On ne voit rien, on marche plus sur du corail mort qu’autre chose.
On ne voit rien, on marche plus sur du corail mort qu’autre chose.
A l’aide de trois méthodes de suivi environnemental (le LIT, le
Coral-Watch et le comptage macro-invertébrés), les étudiants ont passé
plusieurs heures à scruter, comptabiliser les espèces vivant encore sur
le récif. La technique dite du Coral-Watch, consiste par exemple à
relever à l’aide d’un décamètre le pourcentage de corail vivant, mort,
de débris, d’algues… « En vulgarisant, explique Maël Imirizaldu, chargé d’études à l’Œil, plus
le corail est clair, moins il est en bonne santé. Sur une quinzaine de
colonies, l’objectif est d’avoir une vision globale du récif et de la
comparer ensuite aux relevés que nous avons sur des récifs en bonne
santé. »
Ici, peu de trocas, bêches de mer, bénitiers et autres anciens habitants du platier. « Le but n’est pas de montrer du doigt l’activité minière mais l’impact d’une activité humaine mal gérée. »

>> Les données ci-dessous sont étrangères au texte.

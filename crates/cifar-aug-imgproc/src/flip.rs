use cifar_aug_image::{Image, ImageError};

use crate::parallel;

/// Flip the input image horizontally.
///
/// Column `j` of every row of every channel is swapped with column `cols - 1 - j`.
///
/// # Arguments
///
/// * `src` - The input image with shape (C, H, W).
///
/// # Returns
///
/// The flipped image.
///
/// # Example
///
/// ```
/// use cifar_aug_image::{Image, ImageSize};
/// use cifar_aug_imgproc::flip::horizontal_flip;
///
/// let image = Image::<u8, 3>::new(
///     ImageSize {
///         width: 2,
///         height: 3,
///     },
///     vec![0u8; 2 * 3 * 3],
/// )
/// .unwrap();
///
/// let flipped: Image<u8, 3> = horizontal_flip(&image).unwrap();
///
/// assert_eq!(flipped.size().width, 2);
/// assert_eq!(flipped.size().height, 3);
/// ```
pub fn horizontal_flip<T, const C: usize>(src: &Image<T, C>) -> Result<Image<T, C>, ImageError>
where
    T: Clone + Send + Sync,
{
    let mut dst = src.clone();
    horizontal_flip_inplace(&mut dst);
    Ok(dst)
}

/// Flip an image horizontally in place by swapping column pairs.
pub fn horizontal_flip_inplace<T, const C: usize>(image: &mut Image<T, C>)
where
    T: Send + Sync,
{
    if image.cols() == 0 {
        return;
    }

    parallel::par_rows_mut(image, |row| {
        let mut i = 0;
        let mut j = row.len() - 1;
        while i < j {
            row.swap(i, j);
            i += 1;
            j -= 1;
        }
    });
}

#[cfg(test)]
mod tests {
    use cifar_aug_image::{Image, ImageError, ImageSize};

    #[test]
    fn test_hflip() -> Result<(), ImageError> {
        let image = Image::<_, 1>::new(
            ImageSize {
                width: 2,
                height: 3,
            },
            vec![0u8, 1, 2, 3, 4, 5],
        )?;
        let data_expected = vec![1u8, 0, 3, 2, 5, 4];
        let flipped = super::horizontal_flip(&image)?;
        assert_eq!(flipped.as_slice(), &data_expected);
        Ok(())
    }

    #[test]
    fn test_hflip_planes() -> Result<(), ImageError> {
        #[rustfmt::skip]
        let image = Image::<_, 2>::new(
            ImageSize {
                width: 3,
                height: 1,
            },
            vec![
                0u8, 1, 2,
                10, 11, 12,
            ],
        )?;
        let flipped = super::horizontal_flip(&image)?;
        assert_eq!(flipped.as_slice(), &[2, 1, 0, 12, 11, 10]);

        // flipping twice gives the input back
        assert_eq!(super::horizontal_flip(&flipped)?, image);
        Ok(())
    }
}
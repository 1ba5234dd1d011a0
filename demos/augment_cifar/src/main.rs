use std::{
    fs::{self, File},
    io::{self, Write},
    path::{Path, PathBuf},
};

use argh::FromArgs;
use indicatif::{ProgressBar, ProgressIterator, ProgressStyle};

use cifar_aug::image::{Dataset, Sample};
use cifar_aug::imgproc::{
    augment::{apply_op, sample_schedule, AugmentOp},
    RandomSource, RngSource,
};
use cifar_aug::io::{cifar, png};

#[derive(FromArgs, Debug)]
/// Augment the CIFAR-10 training set with one random transform per image.
struct Args {
    /// path to the cifar-10-batches-bin directory
    #[argh(
        option,
        short = 'd',
        default = "PathBuf::from(\"cifar-10-batches-bin\")"
    )]
    data_dir: PathBuf,

    /// directory receiving the archives and the example images
    #[argh(option, short = 'o', default = "PathBuf::from(\".\")")]
    output_dir: PathBuf,

    /// seed of the random generator, taken from the OS when absent
    #[argh(option, short = 's')]
    seed: Option<u64>,

    /// augment only the first N training images
    #[argh(option, short = 'n')]
    limit: Option<usize>,

    /// file receiving a copy of the log
    #[argh(option, default = "PathBuf::from(\"dataset.log\")")]
    log_file: PathBuf,
}

/// Duplicates the log records to stdout and to the log file.
struct Tee {
    file: File,
}

impl Write for Tee {
    fn write(&mut self, buf: &[u8]) -> io::Result<usize> {
        io::stdout().write_all(buf)?;
        self.file.write_all(buf)?;
        Ok(buf.len())
    }

    fn flush(&mut self) -> io::Result<()> {
        io::stdout().flush()?;
        self.file.flush()
    }
}

fn init_logging(log_file: &Path) -> Result<(), Box<dyn std::error::Error>> {
    let file = File::create(log_file)?;
    env_logger::Builder::from_env(env_logger::Env::default().default_filter_or("info"))
        .format(|buf, record| writeln!(buf, "{}", record.args()))
        .target(env_logger::Target::Pipe(Box::new(Tee { file })))
        .init();
    Ok(())
}

fn main() -> Result<(), Box<dyn std::error::Error>> {
    let args: Args = argh::from_env();

    init_logging(&args.log_file)?;
    fs::create_dir_all(&args.output_dir)?;

    let mut rng = match args.seed {
        Some(seed) => RngSource::seeded(seed),
        None => RngSource::from_os_rng(),
    };

    // 1. load the dataset
    log::info!("## 1. Loading the dataset");

    let splits = cifar::load_cifar10(&args.data_dir)?;

    log::info!("Size of train dataset: {}", splits.train.len());
    log::info!("Size of test dataset: {}", splits.test.len());
    log::info!("Labels in CIFAR-10 dataset: {:?}", splits.label_names);

    log::info!("Writing unaugmented dataset");
    cifar::write_cifar_batch(
        args.output_dir.join("unaugmented_dataset.bin"),
        &splits.train,
    )?;

    log::info!("Writing test dataset");
    cifar::write_cifar_batch(args.output_dir.join("test_dataset.bin"), &splits.test)?;

    // 2. show every transformation on a random example
    log::info!("## 2. Image transformations");

    let example_idx = rng.int_inclusive(0, splits.train.len() as i64 - 1) as usize;
    let example = &splits.train.samples[example_idx];

    log::info!(
        "Label of example image: {} ({})",
        example.label,
        splits.label_name(example.label).unwrap_or("unknown")
    );
    log::info!("Matrix shape of example image: {:?}", example.image.shape());

    png::write_image_png_rgb8(args.output_dir.join("example.png"), &example.image)?;
    for op in AugmentOp::ALL {
        let transformed = apply_op(op, &example.image, &mut rng)?;
        let file_name = format!("example_{}.png", op.name());
        png::write_image_png_rgb8(args.output_dir.join(file_name), &transformed)?;
    }

    log::info!("Example image and its transformation images have been saved as .png files");

    // 3. augment the training set
    log::info!("## 3. Generating augmented training dataset");

    let mut train = splits.train;
    if let Some(limit) = args.limit {
        train.truncate(limit);
    }

    let schedule = sample_schedule(train.len(), &mut rng)?;
    let mut op_counts = [0usize; 4];

    let pb = ProgressBar::new(train.len() as u64);
    pb.set_style(ProgressStyle::default_bar().template(
        "{spinner:.green} [{elapsed_precise}] [{bar:40.cyan/blue}] {pos:>7}/{len:7} ({eta}) {msg} {per_sec}",
    )?.progress_chars("##>-"));

    let mut augmented = Vec::with_capacity(train.len());
    for (sample, op) in train.iter().zip(schedule).progress_with(pb) {
        augmented.push(Sample {
            image: apply_op(op, &sample.image, &mut rng)?,
            label: sample.label,
        });
        op_counts[op.index()] += 1;
    }
    let augmented = Dataset::new(augmented);

    for op in AugmentOp::ALL {
        log::info!("Images augmented with {}: {}", op, op_counts[op.index()]);
    }
    log::info!("Size of augmented train dataset: {}", augmented.len());

    log::info!("Writing augmented dataset");
    cifar::write_cifar_batch(args.output_dir.join("augmented_dataset.bin"), &augmented)?;

    Ok(())
}
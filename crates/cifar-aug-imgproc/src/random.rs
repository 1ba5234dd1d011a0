use rand::{rngs::StdRng, Rng, SeedableRng};

use crate::error::AugmentError;

/// A uniform random generator consumed by the augmentations.
///
/// The transforms never own a generator: the caller passes one in on every
/// call and controls its seeding.
pub trait RandomSource {
    /// Draw an integer uniformly from the closed range `[low, high]`.
    fn int_inclusive(&mut self, low: i64, high: i64) -> i64;

    /// Draw a float uniformly from `[0, 1)`.
    fn unit(&mut self) -> f64;

    /// Draw a byte uniformly from `[0, 255]`.
    fn byte(&mut self) -> u8;

    /// Draw three independent bytes, one per color channel.
    fn fill_color(&mut self) -> [u8; 3] {
        [self.byte(), self.byte(), self.byte()]
    }
}

/// A [`RandomSource`] backed by any [`rand::Rng`].
///
/// # Examples
///
/// ```
/// use cifar_aug_imgproc::{RandomSource, RngSource};
///
/// let mut a = RngSource::seeded(7);
/// let mut b = RngSource::seeded(7);
///
/// assert_eq!(a.int_inclusive(0, 100), b.int_inclusive(0, 100));
/// ```
#[derive(Debug, Clone)]
pub struct RngSource<R> {
    rng: R,
}

impl<R: Rng> RngSource<R> {
    /// Wrap an existing generator.
    pub fn new(rng: R) -> Self {
        Self { rng }
    }

    /// Give back the wrapped generator.
    pub fn into_inner(self) -> R {
        self.rng
    }
}

impl RngSource<StdRng> {
    /// A reproducible source seeded from `seed`.
    pub fn seeded(seed: u64) -> Self {
        Self::new(StdRng::seed_from_u64(seed))
    }

    /// A source seeded from the operating system entropy.
    pub fn from_os_rng() -> Self {
        Self::new(StdRng::from_os_rng())
    }
}

impl<R: Rng> RandomSource for RngSource<R> {
    fn int_inclusive(&mut self, low: i64, high: i64) -> i64 {
        self.rng.random_range(low..=high)
    }

    fn unit(&mut self) -> f64 {
        self.rng.random::<f64>()
    }

    fn byte(&mut self) -> u8 {
        self.rng.random::<u8>()
    }
}

/// Draw an integer in `[low, high]` and verify the source honoured the range.
pub(crate) fn draw_int(
    rng: &mut impl RandomSource,
    name: &'static str,
    low: i64,
    high: i64,
) -> Result<i64, AugmentError> {
    let value = rng.int_inclusive(low, high);
    if value < low || value > high {
        return Err(AugmentError::InvalidRandomDraw {
            name,
            value: value as f64,
            low: low as f64,
            high: high as f64,
        });
    }
    Ok(value)
}

/// Same as [`draw_int`] for non-negative ranges used as pixel indices.
pub(crate) fn draw_index(
    rng: &mut impl RandomSource,
    name: &'static str,
    low: usize,
    high: usize,
) -> Result<usize, AugmentError> {
    Ok(draw_int(rng, name, low as i64, high as i64)? as usize)
}

/// Draw a float in `[0, 1)` and verify the source honoured the range.
pub(crate) fn draw_unit(
    rng: &mut impl RandomSource,
    name: &'static str,
) -> Result<f64, AugmentError> {
    let value = rng.unit();
    if !(0.0..1.0).contains(&value) {
        return Err(AugmentError::InvalidRandomDraw {
            name,
            value,
            low: 0.0,
            high: 1.0,
        });
    }
    Ok(value)
}

/// A source replaying fixed draws, used to force transform parameters in tests.
#[cfg(test)]
#[derive(Debug, Default)]
pub(crate) struct ScriptedSource {
    ints: std::collections::VecDeque<i64>,
    units: std::collections::VecDeque<f64>,
    bytes: std::collections::VecDeque<u8>,
}

#[cfg(test)]
impl ScriptedSource {
    pub(crate) fn new() -> Self {
        Self::default()
    }

    pub(crate) fn ints(mut self, values: &[i64]) -> Self {
        self.ints.extend(values);
        self
    }

    pub(crate) fn units(mut self, values: &[f64]) -> Self {
        self.units.extend(values);
        self
    }

    pub(crate) fn bytes(mut self, values: &[u8]) -> Self {
        self.bytes.extend(values);
        self
    }

    pub(crate) fn is_exhausted(&self) -> bool {
        self.ints.is_empty() && self.units.is_empty() && self.bytes.is_empty()
    }
}

#[cfg(test)]
impl RandomSource for ScriptedSource {
    fn int_inclusive(&mut self, _low: i64, _high: i64) -> i64 {
        self.ints.pop_front().expect("scripted integer draws exhausted")
    }

    fn unit(&mut self) -> f64 {
        self.units.pop_front().expect("scripted unit draws exhausted")
    }

    fn byte(&mut self) -> u8 {
        self.bytes.pop_front().expect("scripted byte draws exhausted")
    }
}

#[cfg(test)]
mod tests {
    use super::{draw_int, draw_unit, RandomSource, RngSource, ScriptedSource};
    use crate::error::AugmentError;

    #[test]
    fn rng_source_respects_ranges() {
        let mut rng = RngSource::seeded(42);
        for _ in 0..1000 {
            let v = rng.int_inclusive(-180, 180);
            assert!((-180..=180).contains(&v));
            let u = rng.unit();
            assert!((0.0..1.0).contains(&u));
        }
    }

    #[test]
    fn rng_source_is_reproducible() {
        let mut a = RngSource::seeded(3);
        let mut b = RngSource::seeded(3);
        let draws_a = (0..16).map(|_| a.fill_color()).collect::<Vec<_>>();
        let draws_b = (0..16).map(|_| b.fill_color()).collect::<Vec<_>>();
        assert_eq!(draws_a, draws_b);
    }

    #[test]
    fn draw_int_rejects_out_of_range() {
        let mut rng = ScriptedSource::new().ints(&[17]);
        let res = draw_int(&mut rng, "width", 0, 16);
        assert_eq!(
            res,
            Err(AugmentError::InvalidRandomDraw {
                name: "width",
                value: 17.0,
                low: 0.0,
                high: 16.0,
            })
        );
    }

    #[test]
    fn draw_unit_rejects_one() {
        let mut rng = ScriptedSource::new().units(&[0.25, 1.0]);
        assert_eq!(draw_unit(&mut rng, "p"), Ok(0.25));
        assert!(matches!(
            draw_unit(&mut rng, "p"),
            Err(AugmentError::InvalidRandomDraw { name: "p", .. })
        ));
    }
}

Activité minière, mais aussi mauvais aménagement, incendies, espèces
envahissantes, pratiques culturales et de pêche, les causes des
dégradations des bassins versants sont plurielles. « Les solutions,
reprend Yves Letourneur, passent par la prise de conscience des gens. Ce
résultat n’est pas forcément la conséquence de ce qui se passe
maintenant mais de ce qui s’est passé il y a dix, quinze, vingt ans. Si
on n’a pas l’historique, on ne peut pas forcément comprendre », poursuit
l’enseignant, soulignant la vocation purement pédagogique de ces
travaux. « C’est important qu’ils voient à quoi correspond un récif abîmé. »
Ils
ont vu et repartent quelque peu touchés. « Je suis venue en Calédonie
pour ses paysages magnifiques et sa biodiversité hors du commun,
commente Fany. Je trouve dommage de ne pas faire plus attention que ça.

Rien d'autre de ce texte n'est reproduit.